• [Task statement] Gather every line of the entries that includes the word "index".

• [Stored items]
○ ○ ○ ○
//! statistical_tests::diebold_mariano — DM test with moving-block bootstrap.
//!
//! Purpose
//! -------
//! Compare the predictive accuracy of two forecasting models from their
//! aligned forecast-error series. The null hypothesis is equal expected
//! loss, `E[d_t] = 0` with `d_t = L(e1_t) − L(e2_t)`. Two p-values are
//! reported: the asymptotic Normal one and a moving-block-bootstrap one,
//! which is authoritative for the short, serially dependent, heavy-tailed
//! loss differentials met in practice.
//!
//! Key behaviors
//! -------------
//! - Mask non-finite periods pairwise, form the loss differential, and pick
//!   one block size for the whole run via
//!   [`select_block_size`](crate::inference::select_block_size).
//! - Asymptotic path: `DM = √T·d̄/√LRV(d)` with the HAC long-run variance
//!   and `p = 2·(1 − Φ(|DM|))`, plus the Harvey–Leybourne–Newbold
//!   small-sample correction for the forecast horizon.
//! - Bootstrap path: every replicate resamples `d`, recomputes its own mean
//!   **and its own LRV**, and yields one DM statistic. With the default
//!   [`BootstrapCentering::NullImposed`] the replicate mean is recentred on
//!   `d̄`, so the replicate distribution approximates the null.
//! - Replicates are independent `StdRng` streams seeded from
//!   `replicate_seed(base, i)`; with the `parallel` feature they run on
//!   rayon and produce the same numbers as the sequential loop.
//!
//! Invariants & assumptions
//! ------------------------
//! - Error series must have equal length; mismatch is an error, never a
//!   silent truncation.
//! - After masking at least `max(min_obs, 2)` observations must remain.
//! - Degenerate differentials (constant, all zero) never fail: the LRV
//!   floor keeps every statistic finite.
//!
//! Conventions
//! -----------
//! - Positive statistics mean model 1 has the larger loss.
//! - `bootstrap_p_value = #{|DM*_b| ≥ |DM|} / reps`, so it lies in `[0, 1]`
//!   and is exactly 1 when the observed statistic is 0.
//!
//! Testing notes
//! -------------
//! - Unit tests below cover option validation, the closed-form asymptotic
//!   path on a constant differential, swap symmetry, seed determinism,
//!   masking, and the HLN correction. Integration tests under `tests/`
//!   exercise simulated model comparisons.
use crate::{
    inference::{
        HACOptions, MovingBlockBootstrap, long_run_variance, replicate_seed, select_block_size,
    },
    scoring::{LossKind, loss_differential},
    special::{norm_two_sided_p, students_t_two_sided_p},
    statistical_tests::{
        errors::{TestError, TestResult},
        validation::{mask_finite_pairs, validate_aligned, validate_confidence_level},
    },
};
use rand::{SeedableRng, rngs::StdRng};
use tracing::debug;

#[cfg(feature = "parallel")]
use rayon::prelude::*;

/// Default number of bootstrap replications.
pub const DEFAULT_BOOTSTRAP_REPS: usize = 10_000;

/// Default minimum number of usable observations.
pub const DEFAULT_MIN_OBS: usize = 30;

/// How bootstrap replicate statistics are centred.
///
/// Variants
/// --------
/// - `NullImposed`
///   `DM*_b = √T·(mean(d*_b) − d̄)/√LRV(d*_b)`. The replicate distribution
///   is centred on zero, approximating the null of equal accuracy.
/// - `Uncentered`
///   `DM*_b = √T·mean(d*_b)/√LRV(d*_b)`. The replicate distribution is
///   centred on the observed statistic.
#[derive(Debug, Clone, Copy, PartialEq, Eq, Default)]
pub enum BootstrapCentering {
    #[default]
    NullImposed,
    Uncentered,
}

/// DMOptions — configuration for [`DMTestResult::diebold_mariano`].
///
/// Fields
/// ------
/// - `loss`: [`LossKind`]
///   Per-period loss applied to both error series.
/// - `horizon`: `usize`
///   Forecast horizon `h ≥ 1`; drives the HLN correction only.
/// - `bootstrap_reps`: `usize`
///   Number of moving-block-bootstrap replicates (`≥ 1`).
/// - `confidence_level`: `f64`
///   Level in (0, 1) used for the percentile interval and
///   [`DMTestResult::rejects_null`].
/// - `seed`: `Option<u64>`
///   Base seed for the replicate RNG streams; a fresh seed is drawn per
///   call when `None`.
/// - `hac`: [`HACOptions`]
///   Long-run variance estimator, shared by the observed and replicate
///   statistics.
/// - `min_obs`: `usize`
///   Minimum number of usable observations after masking.
/// - `keep_distribution`: `bool`
///   Store the replicate statistics in the result.
/// - `centering`: [`BootstrapCentering`]
///   Replicate centring rule.
///
/// Notes
/// -----
/// - Fields are public for struct-update syntax; every entry point calls
///   [`DMOptions::validate`] before doing any work.
#[derive(Debug, Clone, PartialEq)]
pub struct DMOptions {
    pub loss: LossKind,
    pub horizon: usize,
    pub bootstrap_reps: usize,
    pub confidence_level: f64,
    pub seed: Option<u64>,
    pub hac: HACOptions,
    pub min_obs: usize,
    pub keep_distribution: bool,
    pub centering: BootstrapCentering,
}

impl DMOptions {
    /// Create validated options; the remaining fields take their defaults.
    ///
    /// Errors
    /// ------
    /// - `TestError::InvalidHorizon` if `horizon == 0`.
    /// - `TestError::InvalidBootstrapReps` if `bootstrap_reps == 0`.
    /// - `TestError::InvalidConfidenceLevel` unless `0 < level < 1`.
    ///
    /// Examples
    /// --------
    /// ```rust
    /// # use forecast_eval::scoring::LossKind;
    /// # use forecast_eval::statistical_tests::DMOptions;
    /// let opts = DMOptions::new(LossKind::Absolute, 1, 999, 0.9).unwrap().with_seed(7);
    /// assert_eq!(opts.seed, Some(7));
    /// assert!(DMOptions::new(LossKind::Squared, 0, 999, 0.9).is_err());
    /// ```
    pub fn new(
        loss: LossKind, horizon: usize, bootstrap_reps: usize, confidence_level: f64,
    ) -> TestResult<Self> {
        let opts = DMOptions { loss, horizon, bootstrap_reps, confidence_level, ..Self::default() };
        opts.validate()?;
        Ok(opts)
    }

    /// Check the documented ranges of every field.
    pub fn validate(&self) -> TestResult<()> {
        if self.horizon == 0 {
            return Err(TestError::InvalidHorizon(self.horizon));
        }
        if self.bootstrap_reps == 0 {
            return Err(TestError::InvalidBootstrapReps(self.bootstrap_reps));
        }
        validate_confidence_level(self.confidence_level)
    }

    pub fn with_seed(mut self, seed: u64) -> Self {
        self.seed = Some(seed);
        self
    }

    pub fn with_hac(mut self, hac: HACOptions) -> Self {
        self.hac = hac;
        self
    }

    pub fn with_min_obs(mut self, min_obs: usize) -> Self {
        self.min_obs = min_obs;
        self
    }

    pub fn with_distribution(mut self, keep: bool) -> Self {
        self.keep_distribution = keep;
        self
    }

    pub fn with_centering(mut self, centering: BootstrapCentering) -> Self {
        self.centering = centering;
        self
    }
}

impl Default for DMOptions {
    fn default() -> Self {
        DMOptions {
            loss: LossKind::default(),
            horizon: 1,
            bootstrap_reps: DEFAULT_BOOTSTRAP_REPS,
            confidence_level: 0.95,
            seed: None,
            hac: HACOptions::default(),
            min_obs: DEFAULT_MIN_OBS,
            keep_distribution: false,
            centering: BootstrapCentering::default(),
        }
    }
}

/// DMTestResult — outcome of a Diebold–Mariano comparison.
///
/// Fields
/// ------
/// - `statistic`, `p_value`
///   Asymptotic DM statistic and its two-sided Normal p-value.
/// - `bootstrap_p_value`
///   Share of replicates with `|DM*_b| ≥ |DM|`; the authoritative p-value.
/// - `block_size`, `n_bootstrap`, `n_obs`
///   Block length used by every replicate, number of replicates, and the
///   number of usable observations after masking.
/// - `mean_loss_differential`, `long_run_variance`
///   `d̄` and the HAC estimate behind `statistic`.
/// - `hln_statistic`, `hln_p_value`
///   Harvey–Leybourne–Newbold corrected statistic and its Student-t
///   (`T − 1` d.o.f.) p-value; `NaN` when the horizon is too long for `T`.
/// - `horizon`, `confidence_level`, `seed`
///   Echo of the settings actually used (`seed` is the base seed, drawn
///   fresh when the options carried none).
/// - `bootstrap_interval`
///   `((1−c)/2, (1+c)/2)` percentiles of the replicate statistics.
/// - `bootstrap_distribution`
///   Replicate statistics in replicate order, when requested.
#[derive(Debug, Clone, PartialEq)]
pub struct DMTestResult {
    pub statistic: f64,
    pub p_value: f64,
    pub bootstrap_p_value: f64,
    pub block_size: usize,
    pub n_bootstrap: usize,
    pub n_obs: usize,
    pub mean_loss_differential: f64,
    pub long_run_variance: f64,
    pub hln_statistic: f64,
    pub hln_p_value: f64,
    pub horizon: usize,
    pub confidence_level: f64,
    pub seed: u64,
    pub bootstrap_interval: (f64, f64),
    pub bootstrap_distribution: Option<Vec<f64>>,
}

impl DMTestResult {
    /// Run the Diebold–Mariano test with a moving-block-bootstrap p-value.
    ///
    /// Parameters
    /// ----------
    /// - `errors1`, `errors2`: `&[f64]`
    ///   Forecast errors of model 1 and model 2, aligned by period.
    ///   Periods where either value is non-finite are dropped.
    /// - `opts`: `&DMOptions`
    ///   Loss, horizon, replication count, confidence level, seed, and HAC
    ///   settings.
    ///
    /// Returns
    /// -------
    /// `TestResult<DMTestResult>`
    ///   The asymptotic and bootstrap outcomes.
    ///
    /// Errors
    /// ------
    /// - `TestError::LengthMismatch` if the series lengths differ.
    /// - `TestError::InsufficientData` if fewer than `max(min_obs, 2)`
    ///   periods survive masking.
    /// - Option range errors from [`DMOptions::validate`].
    ///
    /// Notes
    /// -----
    /// - Swapping the inputs negates `statistic` and leaves both p-values
    ///   unchanged for a fixed seed.
    /// - Identical error series give `statistic = 0` and
    ///   `p_value = bootstrap_p_value = 1`.
    ///
    /// Examples
    /// --------
    /// ```rust
    /// # use forecast_eval::statistical_tests::{DMOptions, DMTestResult};
    /// let e1: Vec<f64> = (0..100).map(|t| ((t as f64) * 0.7).sin()).collect();
    /// let opts = DMOptions::default().with_seed(1);
    /// let res = DMTestResult::diebold_mariano(&e1, &e1, &opts).unwrap();
    /// assert_eq!(res.statistic, 0.0);
    /// assert_eq!(res.bootstrap_p_value, 1.0);
    /// ```
    pub fn diebold_mariano(
        errors1: &[f64], errors2: &[f64], opts: &DMOptions,
    ) -> TestResult<DMTestResult> {
        opts.validate()?;
        validate_aligned(errors1, errors2)?;
        let (e1, e2) = mask_finite_pairs(errors1, errors2);
        let min_obs = opts.min_obs.max(2);
        if e1.len() < min_obs {
            return Err(TestError::InsufficientData { n: e1.len(), min: min_obs });
        }

        let d = loss_differential(&e1, &e2, opts.loss)?;
        let n = d.len();
        let block_size = select_block_size(&d);

        let mean_d = mean(&d);
        let lrv = long_run_variance(&d, &opts.hac);
        let statistic = dm_statistic(mean_d, lrv, n);
        let p_value = norm_two_sided_p(statistic);
        let (hln_statistic, hln_p_value) = hln_correction(statistic, n, opts.horizon);
        debug!(
            n_obs = n,
            block_size,
            bandwidth = opts.hac.effective_bandwidth(n),
            statistic,
            p_value,
            "diebold-mariano asymptotic statistic"
        );

        let sampler = MovingBlockBootstrap::new(&d, block_size)?;
        let seed = opts.seed.unwrap_or_else(rand::random::<u64>);
        let center = match opts.centering {
            BootstrapCentering::NullImposed => mean_d,
            BootstrapCentering::Uncentered => 0.0,
        };
        let replicates =
            bootstrap_statistics(&sampler, center, &opts.hac, opts.bootstrap_reps, seed);

        let observed = statistic.abs();
        let exceed = replicates.iter().filter(|s| s.abs() >= observed).count();
        let bootstrap_p_value = exceed as f64 / opts.bootstrap_reps as f64;
        let bootstrap_interval = percentile_interval(&replicates, opts.confidence_level);
        debug!(
            n_bootstrap = opts.bootstrap_reps,
            seed,
            bootstrap_p_value,
            lower = bootstrap_interval.0,
            upper = bootstrap_interval.1,
            "diebold-mariano bootstrap finished"
        );

        Ok(DMTestResult {
            statistic,
            p_value,
            bootstrap_p_value,
            block_size,
            n_bootstrap: opts.bootstrap_reps,
            n_obs: n,
            mean_loss_differential: mean_d,
            long_run_variance: lrv,
            hln_statistic,
            hln_p_value,
            horizon: opts.horizon,
            confidence_level: opts.confidence_level,
            seed,
            bootstrap_interval,
            bootstrap_distribution: opts.keep_distribution.then_some(replicates),
        })
    }

    /// `true` when the bootstrap p-value is below `1 − confidence_level`.
    pub fn rejects_null(&self) -> bool {
        self.bootstrap_p_value < 1.0 - self.confidence_level
    }
}

//
// ---------- Private helpers (compact docs) ----------
//

#[inline]
fn mean(x: &[f64]) -> f64 {
    x.iter().sum::<f64>() / x.len() as f64
}

/// `√n·mean/√lrv`, or `0` when the variance is not positive.
#[inline]
fn dm_statistic(mean: f64, lrv: f64, n: usize) -> f64 {
    if lrv > 0.0 { (n as f64).sqrt() * mean / lrv.sqrt() } else { 0.0 }
}

/// Harvey–Leybourne–Newbold statistic and Student-t(`n − 1`) p-value.
///
/// The correction factor `(n + 1 − 2h + h(h−1)/n)/n` turns non-positive
/// for horizons that are long relative to `n`; both outputs are `NaN` then.
fn hln_correction(statistic: f64, n: usize, horizon: usize) -> (f64, f64) {
    let (n, h) = (n as f64, horizon as f64);
    let factor = (n + 1.0 - 2.0 * h + h * (h - 1.0) / n) / n;
    if factor <= 0.0 {
        return (f64::NAN, f64::NAN);
    }
    let corrected = statistic * factor.sqrt();
    (corrected, students_t_two_sided_p(corrected, n - 1.0))
}

/// DM statistic of one replicate; `buf` is scratch space reused per thread.
fn replicate_statistic(
    sampler: &MovingBlockBootstrap<'_>, center: f64, hac: &HACOptions, seed: u64, index: usize,
    buf: &mut Vec<f64>,
) -> f64 {
    let mut rng = StdRng::seed_from_u64(replicate_seed(seed, index as u64));
    sampler.resample_into(&mut rng, buf);
    let lrv = long_run_variance(buf, hac);
    dm_statistic(mean(buf) - center, lrv, buf.len())
}

#[cfg(feature = "parallel")]
fn bootstrap_statistics(
    sampler: &MovingBlockBootstrap<'_>, center: f64, hac: &HACOptions, reps: usize, seed: u64,
) -> Vec<f64> {
    (0..reps)
        .into_par_iter()
        .map_init(Vec::new, |buf, i| replicate_statistic(sampler, center, hac, seed, i, buf))
        .collect()
}

#[cfg(not(feature = "parallel"))]
fn bootstrap_statistics(
    sampler: &MovingBlockBootstrap<'_>, center: f64, hac: &HACOptions, reps: usize, seed: u64,
) -> Vec<f64> {
    let mut buf = Vec::new();
    (0..reps).map(|i| replicate_statistic(sampler, center, hac, seed, i, &mut buf)).collect()
}

/// Central `level` percentile interval with linear interpolation.
fn percentile_interval(values: &[f64], level: f64) -> (f64, f64) {
    let mut sorted = values.to_vec();
    sorted.sort_by(|a, b| a.total_cmp(b));
    let tail = (1.0 - level) / 2.0;
    (quantile_sorted(&sorted, tail), quantile_sorted(&sorted, 1.0 - tail))
}

/// Type-7 sample quantile of an ascending slice (`NaN` when empty).
fn quantile_sorted(sorted: &[f64], q: f64) -> f64 {
    let Some(last) = sorted.len().checked_sub(1) else {
        return f64::NAN;
    };
    let pos = q.clamp(0.0, 1.0) * last as f64;
    let lo = pos.floor() as usize;
    let hi = pos.ceil() as usize;
    sorted[lo] + (pos - lo as f64) * (sorted[hi] - sorted[lo])
}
○ ○ ○ ○
• [Answer box]
    sampler: &MovingBlockBootstrap<'_>, center: f64, hac: &HACOptions, seed: u64, index: usize,
    let mut rng = StdRng::seed_from_u64(replicate_seed(seed, index as u64));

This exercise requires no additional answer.